What you have to do
Please print all of the records shown below, exactly as given.

───── Records to use ─────

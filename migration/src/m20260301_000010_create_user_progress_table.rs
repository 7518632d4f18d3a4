use sea_orm_migration::{prelude::*, schema::*};

use super::{
    m20260301_000001_create_user_table::User, m20260301_000004_create_lesson_table::Lesson,
};

#[derive(DeriveMigrationName)]
pub struct Migration;

#[async_trait::async_trait]
impl MigrationTrait for Migration {
    async fn up(&self, manager: &SchemaManager) -> Result<(), DbErr> {
        manager
            .create_table(
                Table::create()
                    .table(UserProgress::Table)
                    .if_not_exists()
                    .col(pk_auto(UserProgress::Id))
                    .col(integer(UserProgress::UserId))
                    .col(integer_null(UserProgress::LessonId))
                    .col(boolean(UserProgress::Completed).default(false))
                    .col(timestamp_with_time_zone_null(UserProgress::CompletionDate))
                    .col(integer_null(UserProgress::Score))
                    .col(integer_null(UserProgress::TimeSpent))
                    .col(integer(UserProgress::Attempts).default(0))
                    .col(text_null(UserProgress::ContentSectionsViewed))
                    .col(integer(UserProgress::ExercisesCompleted).default(0))
                    .col(integer(UserProgress::ExercisesCorrect).default(0))
                    .col(timestamp_with_time_zone(UserProgress::LastAccessed).default(Expr::current_timestamp()))
                    .foreign_key(
                        ForeignKey::create()
                            .name("fk_user_progress_user_id")
                            .from(UserProgress::Table, UserProgress::UserId)
                            .to(User::Table, User::Id)
                            .on_delete(ForeignKeyAction::Cascade)
                            .on_update(ForeignKeyAction::Cascade),
                    )
                    .foreign_key(
                        ForeignKey::create()
                            .name("fk_user_progress_lesson_id")
                            .from(UserProgress::Table, UserProgress::LessonId)
                            .to(Lesson::Table, Lesson::Id)
                            .on_delete(ForeignKeyAction::SetNull)
                            .on_update(ForeignKeyAction::Cascade),
                    )
                    .to_owned(),
            )
            .await
    }

    async fn down(&self, manager: &SchemaManager) -> Result<(), DbErr> {
        manager
            .drop_table(Table::drop().table(UserProgress::Table).to_owned())
            .await
    }
}

#[derive(DeriveIden)]
pub enum UserProgress {
    Table,
    Id,
    UserId,
    LessonId,
    Completed,
    CompletionDate,
    Score,
    TimeSpent,
    Attempts,
    ContentSectionsViewed,
    ExercisesCompleted,
    ExercisesCorrect,
    LastAccessed,
}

─────

Answer to this task
filename migration/src/m20260301_000010_create_user_progress_table.rs
repository 7518632d4f18d3a4
use sea_orm_migration::{prelude::*, schema::*};

use super::{
    m20260301_000001_create_user_table::User, m20260301_000004_create_lesson_table::Lesson,
};

#[derive(DeriveMigrationName)]
pub struct Migration;

#[async_trait::async_trait]
impl MigrationTrait for Migration {
    async fn up(&self, manager: &SchemaManager) -> Result<(), DbErr> {
        manager
            .create_table(
                Table::create()
                    .table(UserProgress::Table)
                    .if_not_exists()
                    .col(pk_auto(UserProgress::Id))
                    .col(integer(UserProgress::UserId))
                    .col(integer_null(UserProgress::LessonId))
                    .col(boolean(UserProgress::Completed).default(false))
                    .col(timestamp_with_time_zone_null(UserProgress::CompletionDate))
                    .col(integer_null(UserProgress::Score))
                    .col(integer_null(UserProgress::TimeSpent))
                    .col(integer(UserProgress::Attempts).default(0))
                    .col(text_null(UserProgress::ContentSectionsViewed))
                    .col(integer(UserProgress::ExercisesCompleted).default(0))
                    .col(integer(UserProgress::ExercisesCorrect).default(0))
                    .col(timestamp_with_time_zone(UserProgress::LastAccessed).default(Expr::current_timestamp()))
                    .foreign_key(
                        ForeignKey::create()
                            .name("fk_user_progress_user_id")
                            .from(UserProgress::Table, UserProgress::UserId)
                            .to(User::Table, User::Id)
                            .on_delete(ForeignKeyAction::Cascade)
                            .on_update(ForeignKeyAction::Cascade),
                    )
                    .foreign_key(
                        ForeignKey::create()
                            .name("fk_user_progress_lesson_id")
                            .from(UserProgress::Table, UserProgress::LessonId)
                            .to(Lesson::Table, Lesson::Id)
                            .on_delete(ForeignKeyAction::SetNull)
                            .on_update(ForeignKeyAction::Cascade),
                    )
                    .to_owned(),
            )
            .await
    }

    async fn down(&self, manager: &SchemaManager) -> Result<(), DbErr> {
        manager
            .drop_table(Table::drop().table(UserProgress::Table).to_owned())
            .await
    }
}

#[derive(DeriveIden)]
pub enum UserProgress {
    Table,
    Id,
    UserId,
    LessonId,
    Completed,
    CompletionDate,
    Score,
    TimeSpent,
    Attempts,
    ContentSectionsViewed,
    ExercisesCompleted,
    ExercisesCorrect,
    LastAccessed,
}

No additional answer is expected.